Random thoughts on art, technology, stuff, and occasionally Real Estate: Photography 101: I AUTO Get Out More

Photography 101: I AUTO Get Out More

Today's digital cameras can do everything for you on automatic.  In fact, some of the small compact digi-cams don't even give you the choice of overriding the auto systems.  But knowing just what your camera is doing in auto mode can help you trouble-shoot and problem-solve if your camera isn't performing as expected.

Your camera has two distinct auto systems:

Auto Focus

On most cameras the focus area will be in the center of your LCD display or viewfinder and will be indicated by a small square or corner brackets. The camera's tiny electronic brain  sees the scene in real time, analyzes the quality of the focus in this area, and adjusts the lens optical components accordingly.

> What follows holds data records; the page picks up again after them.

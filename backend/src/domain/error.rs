//! Domain-level error type shared by every port and adapter.
//!
//! These errors are transport agnostic. Inbound adapters map them to HTTP
//! responses; outbound adapters construct them from persistence or transport
//! failures.

use serde::{Deserialize, Serialize};
use serde_json::Value;
use utoipa::ToSchema;

/// Stable machine-readable error code describing the failure category.
#[derive(Debug, Clone, Copy, PartialEq, Eq, Hash, Serialize, Deserialize, ToSchema)]
#[non_exhaustive]
#[serde(rename_all = "snake_case")]
pub enum ErrorCode {
    /// The request is malformed or fails validation.
    InvalidRequest,
    /// Authentication failed or is missing.
    Unauthorized,
    /// Authenticated but not permitted to perform this action.
    Forbidden,
    /// The requested resource does not exist.
    NotFound,
    /// The request collides with existing state, e.g. a duplicate email.
    Conflict,
    /// A required backing service could not be reached.
    ServiceUnavailable,
    /// An unexpected error occurred inside the domain.
    InternalError,
}

/// Domain error payload carried to the transport boundary.
///
/// # Examples
/// ```
/// use backend::domain::{Error, ErrorCode};
///
/// let err = Error::not_found("no such user");
/// assert_eq!(err.code(), ErrorCode::NotFound);
/// ```
#[derive(Debug, Clone, PartialEq, Serialize, Deserialize, ToSchema)]
#[serde(rename_all = "camelCase")]
pub struct Error {
    #[schema(example = "invalid_request")]
    code: ErrorCode,
    #[schema(example = "Something went wrong")]
    message: String,
    #[serde(skip_serializing_if = "Option::is_none")]
    details: Option<Value>,
}

impl Error {
    /// Create a new error with the given code and message.
    pub fn new(code: ErrorCode, message: impl Into<String>) -> Self {
        Self {
            code,
            message: message.into(),
            details: None,
        }
    }

    /// Stable machine-readable error code.
    #[must_use]
    pub fn code(&self) -> ErrorCode {
        self.code
    }

    /// Human-readable message returned to adapters.
    #[must_use]
    pub fn message(&self) -> &str {
        self.message.as_str()
    }

    /// Supplementary structured details for adapters.
    #[must_use]
    pub fn details(&self) -> Option<&Value> {
        self.details.as_ref()
    }

    /// Attach structured details to the error.
    ///
    /// # Examples
    /// ```
    /// use backend::domain::Error;
    /// use serde_json::json;
    ///
    /// let err = Error::invalid_request("bad").with_details(json!({ "field": "email" }));
    /// assert!(err.details().is_some());
    /// ```
    #[must_use]
    pub fn with_details(mut self, details: Value) -> Self {
        self.details = Some(details);
        self
    }

    /// Convenience constructor for [`ErrorCode::InvalidRequest`].
    pub fn invalid_request(message: impl Into<String>) -> Self {
        Self::new(ErrorCode::InvalidRequest, message)
    }

    /// Convenience constructor for [`ErrorCode::Unauthorized`].
    pub fn unauthorized(message: impl Into<String>) -> Self {
        Self::new(ErrorCode::Unauthorized, message)
    }

    /// Convenience constructor for [`ErrorCode::Forbidden`].
    pub fn forbidden(message: impl Into<String>) -> Self {
        Self::new(ErrorCode::Forbidden, message)
    }

    /// Convenience constructor for [`ErrorCode::NotFound`].
    pub fn not_found(message: impl Into<String>) -> Self {
        Self::new(ErrorCode::NotFound, message)
    }

    /// Convenience constructor for [`ErrorCode::Conflict`].
    pub fn conflict(message: impl Into<String>) -> Self {
        Self::new(ErrorCode::Conflict, message)
    }

    /// Convenience constructor for [`ErrorCode::ServiceUnavailable`].
    pub fn service_unavailable(message: impl Into<String>) -> Self {
        Self::new(ErrorCode::ServiceUnavailable, message)
    }

    /// Convenience constructor for [`ErrorCode::InternalError`].
    pub fn internal(message: impl Into<String>) -> Self {
        Self::new(ErrorCode::InternalError, message)
    }
}

impl std::fmt::Display for Error {
    fn fmt(&self, f: &mut std::fmt::Formatter<'_>) -> std::fmt::Result {
        write!(f, "{}", self.message)
    }
}

impl std::error::Error for Error {}
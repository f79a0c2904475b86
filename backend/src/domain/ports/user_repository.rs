//! Credential store port and its errors.

use async_trait::async_trait;

use crate::domain::role::Role;
use crate::domain::user::{EmailAddress, NewUser, ProfileUpdate, User, UserId};

use super::macros::define_port_error;

define_port_error! {
    /// Persistence errors raised by credential store adapters.
    pub enum UserPersistenceError {
        /// Store connection could not be established or was lost.
        Connection { message: String } => "user store connection failed: {message}",
        /// Query or mutation failed during execution.
        Query { message: String } => "user store query failed: {message}",
        /// The unique-email constraint rejected an insert.
        DuplicateEmail { email: String } => "email already registered: {email}",
        /// A mutation addressed a user id with no row behind it.
        NotFound => "user not found",
    }
}

/// Persists user accounts. Every operation is atomic per call: a failed
/// write leaves no partial state.
#[async_trait]
pub trait UserRepository: Send + Sync {
    /// Insert a new account, returning it with its assigned id.
    ///
    /// A duplicate email yields [`UserPersistenceError::DuplicateEmail`].
    async fn insert(&self, user: NewUser) -> Result<User, UserPersistenceError>;

    /// Fetch a user by email.
    async fn find_by_email(
        &self,
        email: &EmailAddress,
    ) -> Result<Option<User>, UserPersistenceError>;

    /// Fetch a user by identifier.
    async fn find_by_id(&self, id: UserId) -> Result<Option<User>, UserPersistenceError>;

    /// Every registered account, ordered by id.
    async fn list_all(&self) -> Result<Vec<User>, UserPersistenceError>;

    /// Apply a partial profile change.
    async fn update_profile(
        &self,
        id: UserId,
        update: ProfileUpdate,
    ) -> Result<(), UserPersistenceError>;

    /// Overwrite the stored password hash.
    async fn update_password(
        &self,
        id: UserId,
        password_hash: String,
    ) -> Result<(), UserPersistenceError>;

    /// Set the account's role.
    async fn set_role(&self, id: UserId, role: Role) -> Result<(), UserPersistenceError>;

    /// Delete the account.
    async fn delete(&self, id: UserId) -> Result<(), UserPersistenceError>;
}
//! PostgreSQL-backed `PriceRepository` implementation using Diesel ORM.

use async_trait::async_trait;
use diesel::prelude::*;
use diesel_async::RunQueryDsl;

use crate::domain::ports::{PricePersistenceError, PriceRepository};
use crate::domain::price::{Price, PriceSpec, PriceType};

use super::error_mapping::{map_diesel_error_into, map_pool_error_into};
use super::models::{NewPriceRow, PriceChanges, PriceRow};
use super::pool::{DbPool, PoolError};
use super::schema::prices;

/// Diesel-backed implementation of the price reference-data port.
#[derive(Clone)]
pub struct DieselPriceRepository {
    pool: DbPool,
}

impl DieselPriceRepository {
    /// Create a new repository with the given connection pool.
    pub fn new(pool: DbPool) -> Self {
        Self { pool }
    }
}

fn map_pool_error(error: PoolError) -> PricePersistenceError {
    map_pool_error_into(error, PricePersistenceError::connection)
}

fn map_diesel_error(error: diesel::result::Error) -> PricePersistenceError {
    map_diesel_error_into(
        error,
        PricePersistenceError::query,
        PricePersistenceError::connection,
    )
}

/// Convert a database row into a validated domain price.
fn row_to_price(row: PriceRow) -> Result<Price, PricePersistenceError> {
    let price_type = PriceType::new(row.price_type).map_err(|err| {
        PricePersistenceError::query(format!("stored price failed validation: {err}"))
    })?;
    Ok(Price {
        id: row.id,
        price_value: row.price_value,
        price_type,
        start_time: row.start_time,
        is_active: row.is_active,
    })
}

#[async_trait]
impl PriceRepository for DieselPriceRepository {
    async fn list(&self) -> Result<Vec<Price>, PricePersistenceError> {
        let mut conn = self.pool.get().await.map_err(map_pool_error)?;
        let rows: Vec<PriceRow> = prices::table
            .select(PriceRow::as_select())
            .order_by(prices::id)
            .load(&mut conn)
            .await
            .map_err(map_diesel_error)?;
        rows.into_iter().map(row_to_price).collect()
    }

    async fn create(&self, spec: PriceSpec) -> Result<Price, PricePersistenceError> {
        let mut conn = self.pool.get().await.map_err(map_pool_error)?;
        let row: PriceRow = diesel::insert_into(prices::table)
            .values(NewPriceRow {
                price_value: spec.price_value,
                price_type: spec.price_type.as_ref(),
                start_time: spec.start_time,
                is_active: spec.is_active,
            })
            .returning(PriceRow::as_returning())
            .get_result(&mut conn)
            .await
            .map_err(map_diesel_error)?;
        row_to_price(row)
    }

    async fn update(&self, id: i64, spec: PriceSpec) -> Result<(), PricePersistenceError> {
        let mut conn = self.pool.get().await.map_err(map_pool_error)?;
        let updated = diesel::update(prices::table.find(id))
            .set(PriceChanges {
                price_value: spec.price_value,
                price_type: spec.price_type.as_ref(),
                start_time: spec.start_time,
                is_active: spec.is_active,
            })
            .execute(&mut conn)
            .await
            .map_err(map_diesel_error)?;
        if updated == 0 {
            return Err(PricePersistenceError::not_found());
        }
        Ok(())
    }
}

As you move your camera you may be able to hear the lens re-focusing.

You will read instructions in your camera manual to "press the shutter button halfway down".  What happens with that "halfway press" is that you are telling the camera's autofocus mechanism to set and lock. 

Sometimes you will hear photographers complaining that a camera has "poor low-light focusing".  In low light or darkness  the camera's electronic brain can't "see" the the objects in scene  well enough to calculate the focus.

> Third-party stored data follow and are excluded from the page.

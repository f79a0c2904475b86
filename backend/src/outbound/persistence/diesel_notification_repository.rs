//! PostgreSQL-backed `NotificationRepository` implementation using Diesel
//! ORM.
//!
//! Fan-out runs inside a single transaction so an unresolvable recipient
//! leaves no partial batch behind.

use std::collections::HashMap;

use async_trait::async_trait;
use diesel::prelude::*;
use diesel_async::scoped_futures::ScopedFutureExt;
use diesel_async::{AsyncConnection, RunQueryDsl};

use crate::domain::notification::{NotificationView, RecipientSpec};
use crate::domain::ports::{NotificationPersistenceError, NotificationRepository};
use crate::domain::user::UserId;

use super::error_mapping::{map_diesel_error_into, map_pool_error_into};
use super::models::{NewNotificationRow, NotificationRow};
use super::pool::{DbPool, PoolError};
use super::schema::{notifications, users};

/// Diesel-backed implementation of the notification relay port.
#[derive(Clone)]
pub struct DieselNotificationRepository {
    pool: DbPool,
}

impl DieselNotificationRepository {
    /// Create a new repository with the given connection pool.
    pub fn new(pool: DbPool) -> Self {
        Self { pool }
    }
}

fn map_pool_error(error: PoolError) -> NotificationPersistenceError {
    map_pool_error_into(error, NotificationPersistenceError::connection)
}

fn map_diesel_error(error: diesel::result::Error) -> NotificationPersistenceError {
    map_diesel_error_into(
        error,
        NotificationPersistenceError::query,
        NotificationPersistenceError::connection,
    )
}

/// Transaction-internal error carrying either a Diesel failure or an
/// unresolvable recipient, so the batch rolls back in both cases.
enum FanOutError {
    Diesel(diesel::result::Error),
    RecipientNotFound(String),
}

impl From<diesel::result::Error> for FanOutError {
    fn from(error: diesel::result::Error) -> Self {
        Self::Diesel(error)
    }
}

impl From<FanOutError> for NotificationPersistenceError {
    fn from(error: FanOutError) -> Self {
        match error {
            FanOutError::Diesel(error) => map_diesel_error(error),
            FanOutError::RecipientNotFound(email) => {
                NotificationPersistenceError::recipient_not_found(email)
            }
        }
    }
}

/// Display name in the `First Last` form the read views use.
fn display_name(first: &str, last: &str) -> String {
    format!("{first} {last}")
}

#[async_trait]
impl NotificationRepository for DieselNotificationRepository {
    async fn create_batch(
        &self,
        sender: UserId,
        recipients: &RecipientSpec,
        message: &str,
    ) -> Result<u32, NotificationPersistenceError> {
        let mut conn = self.pool.get().await.map_err(map_pool_error)?;
        let recipients = recipients.clone();
        let created = conn
            .transaction::<u32, FanOutError, _>(|conn| {
                async move {
                    let recipient_ids: Vec<i64> = match &recipients {
                        RecipientSpec::AllClients => {
                            users::table
                                .filter(users::id.ne(sender.get()))
                                .select(users::id)
                                .order_by(users::id)
                                .load(conn)
                                .await?
                        }
                        RecipientSpec::Explicit(addresses) => {
                            let mut ids = Vec::with_capacity(addresses.len());
                            for address in addresses {
                                let id: Option<i64> = users::table
                                    .filter(users::email.eq(address.as_ref()))
                                    .select(users::id)
                                    .first(conn)
                                    .await
                                    .optional()?;
                                let id = id.ok_or_else(|| {
                                    FanOutError::RecipientNotFound(address.as_ref().to_owned())
                                })?;
                                ids.push(id);
                            }
                            ids
                        }
                    };

                    let rows: Vec<NewNotificationRow<'_>> = recipient_ids
                        .iter()
                        .map(|&recipient_id| NewNotificationRow {
                            sender_id: sender.get(),
                            recipient_id,
                            message,
                            read: false,
                        })
                        .collect();
                    let inserted = diesel::insert_into(notifications::table)
                        .values(&rows)
                        .execute(conn)
                        .await?;
                    Ok(inserted as u32)
                }
                .scope_boxed()
            })
            .await?;
        Ok(created)
    }

    async fn list_for(
        &self,
        user: UserId,
    ) -> Result<Vec<NotificationView>, NotificationPersistenceError> {
        let mut conn = self.pool.get().await.map_err(map_pool_error)?;
        let rows: Vec<NotificationRow> = notifications::table
            .filter(
                notifications::sender_id
                    .eq(user.get())
                    .or(notifications::recipient_id.eq(user.get())),
            )
            .select(NotificationRow::as_select())
            .order_by(notifications::id)
            .load(&mut conn)
            .await
            .map_err(map_diesel_error)?;

        let mut involved: Vec<i64> = rows
            .iter()
            .flat_map(|row| [row.sender_id, row.recipient_id])
            .collect();
        involved.sort_unstable();
        involved.dedup();
        let people: Vec<(i64, String, String, String)> = users::table
            .filter(users::id.eq_any(&involved))
            .select((users::id, users::first_name, users::last_name, users::email))
            .load(&mut conn)
            .await
            .map_err(map_diesel_error)?;
        let by_id: HashMap<i64, (String, String, String)> = people
            .into_iter()
            .map(|(id, first, last, email)| (id, (first, last, email)))
            .collect();

        let resolve = |id: i64| {
            by_id.get(&id).cloned().ok_or_else(|| {
                NotificationPersistenceError::query(format!("dangling user reference: {id}"))
            })
        };
        rows.into_iter()
            .map(|row| {
                let (sender_first, sender_last, sender_email) = resolve(row.sender_id)?;
                let (receiver_first, receiver_last, receiver_email) = resolve(row.recipient_id)?;
                Ok(NotificationView {
                    id: row.id,
                    sender: display_name(&sender_first, &sender_last),
                    sender_email,
                    receiver: display_name(&receiver_first, &receiver_last),
                    receiver_email,
                    message: row.message,
                    is_read: row.read,
                })
            })
            .collect()
    }

    async fn mark_read(
        &self,
        notification_id: i64,
        caller: UserId,
        is_read: bool,
    ) -> Result<(), NotificationPersistenceError> {
        let mut conn = self.pool.get().await.map_err(map_pool_error)?;
        let recipient_id: Option<i64> = notifications::table
            .find(notification_id)
            .select(notifications::recipient_id)
            .first(&mut conn)
            .await
            .optional()
            .map_err(map_diesel_error)?;
        let recipient_id = recipient_id.ok_or_else(NotificationPersistenceError::not_found)?;
        if recipient_id != caller.get() {
            return Err(NotificationPersistenceError::not_recipient());
        }
        diesel::update(notifications::table.find(notification_id))
            .set(notifications::read.eq(is_read))
            .execute(&mut conn)
            .await
            .map_err(map_diesel_error)?;
        Ok(())
    }
}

Your camera's other Auto is Auto Exposure:

Remember the Nutshell Basics and the Third Fundamental?  When your camera is set on full Auto Exposure, its tiny electronic brain measures the amount of  light in the scene and selects the lens aperture, shutter speed, and ISO, that it is programmed to think is the correct exposure.

 The universal icon for full Auto Exposure on full size SLR cameras seems to be the little green rectangle.  For compact digi-cams, consult your camera manual - it varies from camera to camera.  On the Kodak V705, it is the tiny blue lighted button beside the on/off button.

Auto Exposure can be fooled.  We've discussed that before!  Most commonly it is fooled by bright light flowing in through a room's windows.  The camera's tiny electronic brain measures the amount of light coming in the window rather than the general amount in the room.


Coming soon... we'll get the camera OFF of AUTO....

Photography 101 ~ List of All Tutorials

 

Cheryl Johnson // Bob Tayor Properties, Inc.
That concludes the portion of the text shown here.